The man rounded the stack of crates a split second later,
carrying something in one hand. He sat on the couch beside Merrick and lifted
the object. It was a small pouch; a rectangle of plastic shopping bag, folded
in half and stitched closed with fishing line. Inside the pouch, purple zoom
crystals bulged like massive grains of salt.
Merrick handed the man his copper wire and took the pouch,
slipping it into the pocket of his tattered jeans. When he made to stand, the
man barred an arm across his chest to keep him in his seat. Merrick felt weak
and dizzy and serene, somehow unable to overpower him or too content to try.

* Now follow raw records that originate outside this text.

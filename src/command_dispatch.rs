//! Purpose: Hold top-level CLI command dispatch for `kaggle-rotate`.
//! Exports: `Context`, `dispatch_command`.
//! Role: Keep `main.rs` focused on parse/bootstrap and delegate command execution.
//! Invariants: Accounts are loaded only by commands that need them.
//! Invariants: A push report is printed before any push failure is raised.

use super::*;

use kaggle_rotate::api::{
    AccountSource, AccountStore, LoadReport, PushOutcome, Publisher, account_file_candidates,
};
use kaggle_rotate::notice::load_notices;

pub(super) struct Context {
    pub(super) accounts_file: Option<PathBuf>,
    pub(super) accounts_dir: PathBuf,
    pub(super) layout: Layout,
    pub(super) kaggle_bin: OsString,
    pub(super) color_mode: ColorMode,
}

pub(super) fn dispatch_command(command: Command, context: &Context) -> Result<RunOutcome, Error> {
    match command {
        Command::Completion { shell } => {
            let mut cmd = Cli::command();
            clap_complete::aot::generate(shell, &mut cmd, "kaggle-rotate", &mut io::stdout());
            Ok(RunOutcome::ok())
        }
        Command::Accounts { command } => {
            let (store, report) = load_accounts(context, "accounts");
            match command {
                AccountsCommand::List => {
                    let accounts = store
                        .keys()
                        .into_iter()
                        .filter_map(|key| {
                            store
                                .lookup(key)
                                .map(|account| json!({ "key": key, "username": account.username }))
                        })
                        .collect::<Vec<_>>();
                    emit_json(json!({
                        "accounts": accounts,
                        "source": report.source.map(|path| path.display().to_string()),
                        "complete": report.issues.is_empty(),
                    }));
                }
                AccountsCommand::Count => {
                    emit_json(json!({ "count": store.count() }));
                }
            }
            Ok(RunOutcome::ok())
        }
        Command::Use { key } => {
            let publisher = build_publisher(context, "use");
            let username = publisher.select_account(&key)?;
            emit_json(json!({
                "key": key,
                "username": username,
                "credential_path": context.layout.credential_path.display().to_string(),
            }));
            Ok(RunOutcome::ok())
        }
        Command::Metadata {
            kernel_name,
            username,
            gpu,
        } => {
            let publisher = Publisher::new(AccountStore::new(), context.layout.clone());
            let path = publisher.write_metadata(&kernel_name, &username, gpu)?;
            emit_json(json!({
                "id": format!("{username}/{kernel_name}"),
                "metadata_path": path.display().to_string(),
            }));
            Ok(RunOutcome::ok())
        }
        Command::Patch { script, value } => {
            let publisher = Publisher::new(AccountStore::new(), context.layout.clone());
            let path = publisher.patch_script(&script, value)?;
            emit_json(json!({
                "source": script.display().to_string(),
                "script_path": path.display().to_string(),
                "value": value,
            }));
            Ok(RunOutcome::ok())
        }
        Command::Push {
            key,
            script,
            value,
            kernel_name,
            gpu,
        } => {
            let publisher = build_publisher(context, "push");
            let report = publisher.publish(&key, &script, value, &kernel_name, gpu)?;
            let value = serde_json::to_value(&report).map_err(|err| {
                Error::new(ErrorKind::Internal)
                    .with_message("failed to encode push report")
                    .with_source(err)
            })?;
            emit_json(json!({ "push": value }));
            match report.outcome {
                PushOutcome::Pushed { .. } => Ok(RunOutcome::ok()),
                PushOutcome::Rejected { code, stderr, .. } => {
                    let detail = stderr.trim();
                    let message = match code {
                        Some(code) => format!("kaggle kernels push exited with status {code}"),
                        None => "kaggle kernels push was terminated by a signal".to_string(),
                    };
                    let message = if detail.is_empty() {
                        message
                    } else {
                        format!("{message}: {detail}")
                    };
                    Err(Error::new(ErrorKind::External)
                        .with_message(message)
                        .with_path(report.kernel_dir)
                        .with_hint("Check the account's API key and the kernel metadata."))
                }
                PushOutcome::LaunchFailed { message } => Err(Error::new(ErrorKind::External)
                    .with_message(message)
                    .with_hint("Install the Kaggle CLI or point --kaggle-bin at it.")),
            }
        }
    }
}

fn load_accounts(context: &Context, cmd: &str) -> (AccountStore, LoadReport) {
    let source = AccountSource::resolve(
        None,
        context.accounts_file.clone(),
        account_file_candidates(&context.accounts_dir),
    );
    let outcome = AccountStore::load(source);
    if !outcome.report.is_complete() {
        let time = notice_time_now();
        for notice in load_notices(&outcome.report, cmd, &time) {
            emit_notice(&notice, context.color_mode);
        }
    }
    (outcome.store, outcome.report)
}

fn build_publisher(context: &Context, cmd: &str) -> Publisher {
    let (store, _) = load_accounts(context, cmd);
    Publisher::new(store, context.layout.clone()).with_cli(context.kaggle_bin.clone())
}
//! Purpose: Define a stable, structured schema for non-fatal stderr notices.
//! Exports: `Notice`, `notice_json`, `load_notices`.
//! Role: Shared contract helper for CLI diagnostics (account-load issues).
//! Invariants: Notices are non-fatal and never alter stdout payloads.
//! Invariants: JSON schema is stable once published; fields are additive-only.
use serde_json::{Map, Value, json};

use crate::core::accounts::LoadReport;

#[derive(Debug, Clone, PartialEq, Eq)]
pub struct Notice {
    pub kind: String,
    pub time: String,
    pub cmd: String,
    pub message: String,
    pub details: Map<String, Value>,
}

pub fn notice_json(notice: &Notice) -> Value {
    let mut inner = Map::new();
    inner.insert("kind".to_string(), json!(notice.kind));
    inner.insert("time".to_string(), json!(notice.time));
    inner.insert("cmd".to_string(), json!(notice.cmd));
    inner.insert("message".to_string(), json!(notice.message));
    inner.insert("details".to_string(), Value::Object(notice.details.clone()));

    let mut outer = Map::new();
    outer.insert("notice".to_string(), Value::Object(inner));
    Value::Object(outer)
}

/// One `account_load` notice per issue recorded while loading accounts.
pub fn load_notices(report: &LoadReport, cmd: &str, time: &str) -> Vec<Notice> {
    report
        .issues
        .iter()
        .map(|issue| {
            let mut details = Map::new();
            if let Some(source) = &report.source {
                details.insert("source".to_string(), json!(source.display().to_string()));
            }
            if let Some(line) = issue.line {
                details.insert("line".to_string(), json!(line));
            }
            details.insert("rows_loaded".to_string(), json!(report.rows_loaded));
            Notice {
                kind: "account_load".to_string(),
                time: time.to_string(),
                cmd: cmd.to_string(),
                message: issue.message.clone(),
                details,
            }
        })
        .collect()
}
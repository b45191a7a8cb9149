//! Purpose: Kernel metadata document consumed by `kaggle kernels push`.
//! Exports: `KernelMetadata`, `write_metadata`.
//! Role: Fixed-schema document builder and whole-file writer.
//! Invariants: Document is regenerated from scratch on every call; never merged.
//! Invariants: Boolean flags are written as the strings "true"/"false".

use std::path::Path;

use serde::{Serialize, Serializer};

use super::error::{Error, ErrorKind};
use super::fsutil::write_file;

#[derive(Clone, Debug, PartialEq, Eq, Serialize)]
pub struct KernelMetadata {
    pub id: String,
    pub title: String,
    pub code_file: String,
    pub language: &'static str,
    pub kernel_type: &'static str,
    #[serde(serialize_with = "bool_as_str")]
    pub is_private: bool,
    #[serde(serialize_with = "bool_as_str")]
    pub enable_gpu: bool,
    #[serde(serialize_with = "bool_as_str")]
    pub enable_tpu: bool,
    #[serde(serialize_with = "bool_as_str")]
    pub enable_internet: bool,
    pub dataset_sources: Vec<String>,
    pub competition_sources: Vec<String>,
    pub kernel_sources: Vec<String>,
    pub model_sources: Vec<String>,
}

impl KernelMetadata {
    /// Private Python script owned by `username`, with internet on and TPU off.
    pub fn script(kernel_name: &str, username: &str, code_file: &Path, gpu: bool) -> Self {
        Self {
            id: format!("{username}/{kernel_name}"),
            title: kernel_name.to_string(),
            code_file: code_file.display().to_string(),
            language: "python",
            kernel_type: "script",
            is_private: true,
            enable_gpu: gpu,
            enable_tpu: false,
            enable_internet: true,
            dataset_sources: Vec::new(),
            competition_sources: Vec::new(),
            kernel_sources: Vec::new(),
            model_sources: Vec::new(),
        }
    }
}

fn bool_as_str<S: Serializer>(value: &bool, serializer: S) -> Result<S::Ok, S::Error> {
    serializer.serialize_str(if *value { "true" } else { "false" })
}

pub fn write_metadata(path: &Path, metadata: &KernelMetadata) -> Result<(), Error> {
    let body = serde_json::to_vec(metadata).map_err(|err| {
        Error::new(ErrorKind::Internal)
            .with_message("failed to encode kernel metadata")
            .with_source(err)
    })?;
    write_file(path, &body, "failed to write kernel metadata")?;
    tracing::info!(path = %path.display(), id = %metadata.id, "kernel metadata written");
    Ok(())
}
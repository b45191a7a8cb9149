//! Purpose: Library crate behind the `kaggle-rotate` CLI and its tests.
//! Exports: `api` (stable surface), `core` (accounts, layout, publishing, errors), `notice`.
//! Role: Holds all account-rotation and kernel-staging logic; the binary only parses and prints.
//! Invariants: Core modules take paths and runners as explicit inputs; no hidden state.
pub mod api;
pub mod core;
pub mod notice;
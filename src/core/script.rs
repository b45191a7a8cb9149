//! Purpose: Copy-and-patch of the parameter line at the top of a kernel script.
//! Exports: `SCRIPT_MARKER`, `patch_first_line`, `patch_script_file`.
//! Role: Pure text transform plus the read/validate/write wrapper.
//! Invariants: Line 1 must start with `SCRIPT_MARKER`, else nothing is written.
//! Invariants: Every byte after line 1 is copied verbatim.

use std::fs;
use std::path::Path;

use super::error::{Error, ErrorKind, io_error_kind};
use super::fsutil::write_file;

pub const SCRIPT_MARKER: &str = "KKK";

pub fn patch_first_line(text: &str, value: i64) -> Result<String, Error> {
    let rest_start = text.find('\n').map_or(text.len(), |idx| idx + 1);
    let first = &text[..rest_start];
    if text.is_empty() || !first.starts_with(SCRIPT_MARKER) {
        return Err(Error::new(ErrorKind::Validation)
            .with_message(format!(
                "first line of the kernel script must start with {SCRIPT_MARKER}"
            ))
            .with_hint(format!("Put `{SCRIPT_MARKER}=<value>` on line 1 of the script.")));
    }
    let mut patched = format!("{SCRIPT_MARKER}={value}\n");
    patched.push_str(&text[rest_start..]);
    Ok(patched)
}

/// Reads `source`, patches line 1, and writes the result to `dest`.
pub fn patch_script_file(source: &Path, dest: &Path, value: i64) -> Result<(), Error> {
    let text = fs::read_to_string(source).map_err(|err| {
        let kind = match err.kind() {
            std::io::ErrorKind::NotFound => ErrorKind::NotFound,
            std::io::ErrorKind::InvalidData => ErrorKind::Validation,
            _ => io_error_kind(&err),
        };
        Error::new(kind)
            .with_message("failed to read kernel script")
            .with_path(source)
            .with_source(err)
    })?;
    let patched = patch_first_line(&text, value).map_err(|err| err.with_path(source))?;
    write_file(dest, patched.as_bytes(), "failed to write kernel script")?;
    tracing::info!(
        source = %source.display(),
        dest = %dest.display(),
        value,
        "kernel script updated"
    );
    Ok(())
}
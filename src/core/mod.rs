// Core modules implementing account storage, kernel staging, and error modeling.
pub mod accounts;
pub mod error;
pub mod fsutil;
pub mod layout;
pub mod metadata;
pub mod publisher;
pub mod runner;
pub mod script;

Something inside him melted, and he felt his trepidations breaking loose like a
river’s tide.
“Don’t you want to try first?” The lantern light turned the
man’s smile the color of blood.
“That’s alright,” Merrick said. “I’m going.”
“What’s your hurry? We’ll get you purped in no time.” The man
produced a small pipe and rapped it on the table to knock out the residue. With
a snap and a flick of his fingers, he urged Merrick to hand him the pouch
again.
Merrick scanned the nest, trying to remember which direction
he’d entered from, wondering if he could find his way back out. His head was
foggy, his thoughts sluggish, and the shadows that fell from the towering
shelves seemed to undulate like river weeds, straying from their familiar
shapes to drift on murky tides. Merrick felt another moment of elation,
followed by a flood of warmth in his cheeks, like a bath filling up and rising
in over his ears.
For a moment he forgot everything. Everything about where he
was, when it was, who he was. He looked down to find the man’s bony fingers wriggling
into his pocket like worms on the line, fishing out the pouch and spilling a
few of the fat grains of purple salt into his open palm. Merrick was floating,
wavering with the blur. The man reached out to pull the stained-glass shroud
off the lantern, but he burned his hand and cursed.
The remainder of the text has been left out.